Schenectady, like other cities with Italian communities, experienced a Black Hand scare. According to contemporary newspaper captions, one would assume that the tentacles of the sinister conspiracy were busily entwining the city: "The Black Hand Chasing Him;" "Black Hand Methods Almost Cause Murder;" "Black Hand Busy Here?" (31) Actually, the newspapers and police generally discounted the existence of a Black Hand in Schenectady. Rather, they chose to term as "Black Hand Methods" the petty extortion of money that was often committed in the streets of the immigrant quarters by individuals or small groups of men. Before the introduction of the term "Black Hand," criminals of this type were called "Cadets." They prowled the red light areas using phony badges to extort money from drunks, particularly newly arrived "green" ones. (32)

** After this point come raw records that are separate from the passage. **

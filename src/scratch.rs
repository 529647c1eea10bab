//! Per-job scratch space for intermediate and candidate artifacts.
//!
//! Every job gets its own directory under the scratch root, so concurrent jobs
//! never share file names. Files handed out by [`Scratch::allocate`] are deleted
//! when their handle drops unless they were promoted first; the directory itself
//! goes away when the [`Scratch`] is closed or dropped.

use std::cell::Cell;
use std::fs::File;
use std::io;
use std::path::{Path, PathBuf};
use tempfile::{NamedTempFile, TempDir};
use tracing::{debug, warn};

pub struct Scratch {
    dir: TempDir,
    next: Cell<u32>,
}

impl Scratch {
    pub fn create(root: &Path, label: &str) -> io::Result<Self> {
        std::fs::create_dir_all(root)?;
        let dir = tempfile::Builder::new()
            .prefix(&format!("{label}-"))
            .tempdir_in(root)?;
        debug!("scratch dir {}", dir.path().display());
        Ok(Self {
            dir,
            next: Cell::new(0),
        })
    }

    pub fn path(&self) -> &Path {
        self.dir.path()
    }

    /// Reserves a unique file name; nothing is created on disk until a writer does so.
    pub fn allocate(&self, extension: &str) -> ScratchFile {
        let n = self.next.get();
        self.next.set(n + 1);
        ScratchFile {
            path: self.dir.path().join(format!("artifact-{n:04}.{extension}")),
            armed: true,
        }
    }

    /// Number of handles allocated so far.
    pub fn allocated(&self) -> u32 {
        self.next.get()
    }

    pub fn close(self) -> io::Result<()> {
        self.dir.close()
    }
}

/// A scratch artifact. Deleted on drop unless promoted.
#[derive(Debug)]
pub struct ScratchFile {
    path: PathBuf,
    armed: bool,
}

impl ScratchFile {
    pub fn path(&self) -> &Path {
        &self.path
    }

    /// Size probe on the artifact as it sits on disk.
    pub fn size(&self) -> io::Result<u64> {
        crate::probe::size_of(&self.path)
    }

    pub fn release(self) {
        drop(self);
    }

    /// Moves the artifact to `dest` and drops it from scratch bookkeeping.
    /// `dest` is either left untouched or holds the complete artifact.
    pub fn promote(mut self, dest: &Path) -> io::Result<()> {
        let parent = match dest.parent().filter(|p| !p.as_os_str().is_empty()) {
            Some(parent) => parent,
            None => Path::new("."),
        };
        std::fs::create_dir_all(parent)?;
        match std::fs::rename(&self.path, dest) {
            Ok(()) => {
                self.armed = false;
                Ok(())
            }
            Err(err) => {
                // Scratch root and output may live on different filesystems.
                debug!("rename into place failed ({err}); copying instead");
                let mut staged = NamedTempFile::new_in(parent)?;
                io::copy(&mut File::open(&self.path)?, staged.as_file_mut())?;
                staged.as_file().sync_all()?;
                staged.persist(dest).map_err(|e| e.error)?;
                Ok(())
            }
        }
    }
}

impl Drop for ScratchFile {
    fn drop(&mut self) {
        if !self.armed {
            return;
        }
        match std::fs::remove_file(&self.path) {
            Ok(()) => {}
            Err(e) if e.kind() == io::ErrorKind::NotFound => {}
            Err(e) => warn!("failed to remove scratch file {}: {e}", self.path.display()),
        }
    }
}
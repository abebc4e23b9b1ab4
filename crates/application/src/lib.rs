//! Application services and ports: event normalization and delivery
//! dispatch.

#![forbid(unsafe_code)]

mod audit_log_service;
mod audit_ports;

pub use audit_log_service::{
    AuditEvent, AuditLogService, ConfigChangeLogContext, DataAccessLogContext,
    DataModificationLogContext, GeneralEventContext, SecurityLogContext,
};
pub use audit_ports::{EventDelivery, TenantResolver};
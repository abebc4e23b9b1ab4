//! Shared primitives for all auditrelay crates.

#![forbid(unsafe_code)]

use serde::{Deserialize, Serialize};
use thiserror::Error;

/// Result type used across auditrelay crates.
pub type AuditResult<T> = Result<T, AuditError>;

/// A validated non-empty UTF-8 string.
#[derive(Debug, Clone, PartialEq, Eq, Hash, Serialize, Deserialize)]
pub struct NonEmptyString(String);

impl NonEmptyString {
    /// Creates a validated non-empty string.
    pub fn new(value: impl Into<String>) -> AuditResult<Self> {
        let value = value.into();
        if value.trim().is_empty() {
            return Err(AuditError::InvalidConfiguration(
                "value must not be empty or whitespace".to_owned(),
            ));
        }

        Ok(Self(value))
    }

    /// Returns the underlying string slice.
    #[must_use]
    pub fn as_str(&self) -> &str {
        self.0.as_str()
    }
}

impl From<NonEmptyString> for String {
    fn from(value: NonEmptyString) -> Self {
        value.0
    }
}

/// Failure categories surfaced to the event-dispatch caller.
///
/// Every failure is typed; nothing is swallowed and there is no local
/// spool-and-forward fallback.
#[derive(Debug, Error)]
pub enum AuditError {
    /// A mandatory nested field of a domain event is absent.
    ///
    /// Carries the logical path of the missing field, e.g.
    /// `"access.attributes"`.
    #[error("missing required field: {0}")]
    MissingRequiredField(String),

    /// The generic event payload could not be parsed.
    #[error("malformed general event: {0}")]
    MalformedGeneralEvent(String),

    /// An event batch could not be encoded to its wire representation.
    ///
    /// Client-side defect; never retried.
    #[error("failed to serialize event batch: {0}")]
    SerializationFailure(String),

    /// Certificate or key parsing, or TLS context construction, failed.
    ///
    /// Fatal at construction time; the handler is not registered.
    #[error("failed to initialize certificate transport: {0}")]
    TransportInitialization(String),

    /// The ingestion endpoint returned a non-success status.
    #[error("audit log service returned unexpected status {status}: {body}")]
    UnexpectedResponseStatus {
        /// HTTP status code returned by the endpoint.
        status: u16,
        /// Best-effort error response body.
        body: String,
    },

    /// Network or timeout failure after exhausting the retry budget.
    #[error("audit log service not available: {0}")]
    ServiceUnavailable(String),

    /// A service binding field is missing, empty, or malformed.
    #[error("invalid audit log configuration: {0}")]
    InvalidConfiguration(String),
}
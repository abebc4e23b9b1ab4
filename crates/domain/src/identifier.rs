use serde::{Deserialize, Serialize};

/// One key/value component of an object or data-subject identifier.
#[derive(Debug, Clone, PartialEq, Eq, Serialize, Deserialize)]
pub struct KeyValuePair {
    /// Identifier key, e.g. a primary-key column name.
    pub key: String,
    /// Identifier value.
    pub value: String,
}

impl KeyValuePair {
    /// Creates a pair from key and value.
    #[must_use]
    pub fn new(key: impl Into<String>, value: impl Into<String>) -> Self {
        Self {
            key: key.into(),
            value: value.into(),
        }
    }
}

/// Formats identifier pairs into one stable, human-readable string.
///
/// Pairs are sorted ascending by key with case-insensitive comparison,
/// ties broken by exact key, and joined as space-separated `key:value`
/// tokens, e.g. `"id:123 name:John"`.
/// The output is independent of input iteration order; an empty input
/// yields an empty string.
#[must_use]
pub fn format_identifier_pairs(pairs: &[KeyValuePair]) -> String {
    let mut sorted: Vec<&KeyValuePair> = pairs.iter().collect();
    sorted.sort_by(|left, right| {
        left.key
            .to_lowercase()
            .cmp(&right.key.to_lowercase())
            .then_with(|| left.key.cmp(&right.key))
    });
    sorted
        .iter()
        .map(|pair| format!("{}:{}", pair.key, pair.value))
        .collect::<Vec<String>>()
        .join(" ")
}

The most publicized "Black Hand" incident occurred in 1907. A former employee of General Electric named Williams maintained that as a result of uncovering a fraudulent insurance claim he began to receive in the mail, pencil-darkened paper hands and notes threatening his life. He further reported that he was constantly being followed and that two attempts had been made on his life. The police, doubtful of his story from the beginning, lost all interest when evidence was presented that Williams concocted the story in order to get a pistol permit. Others attempted to capitalize on the notoriety of the Black Hand. One Schenectady "Black-hander" sent the following message to Albert Lenta, the banker: I will burn your bank to the ground unless you send $10 in the enclosed envelope." (33) An attempted murder of Cosimo Laiello in 1909 prompted a "crusade against the Black Hand." Italians of "uncertain reputation" were being "watched all over the city." Ex-convicts and fugitives from Italy were charged with being "at the root of the blackmailings and murderous bands now terrorizing their countrymen. On learning that 25 percent of the convicts in Sing Sing, Auburn and Clinton state prisons were aliens, the Evening Star recommended that the foreigners be deported after finishing their terms. But despite the "crusade," extortions and blackmailings continued. (34)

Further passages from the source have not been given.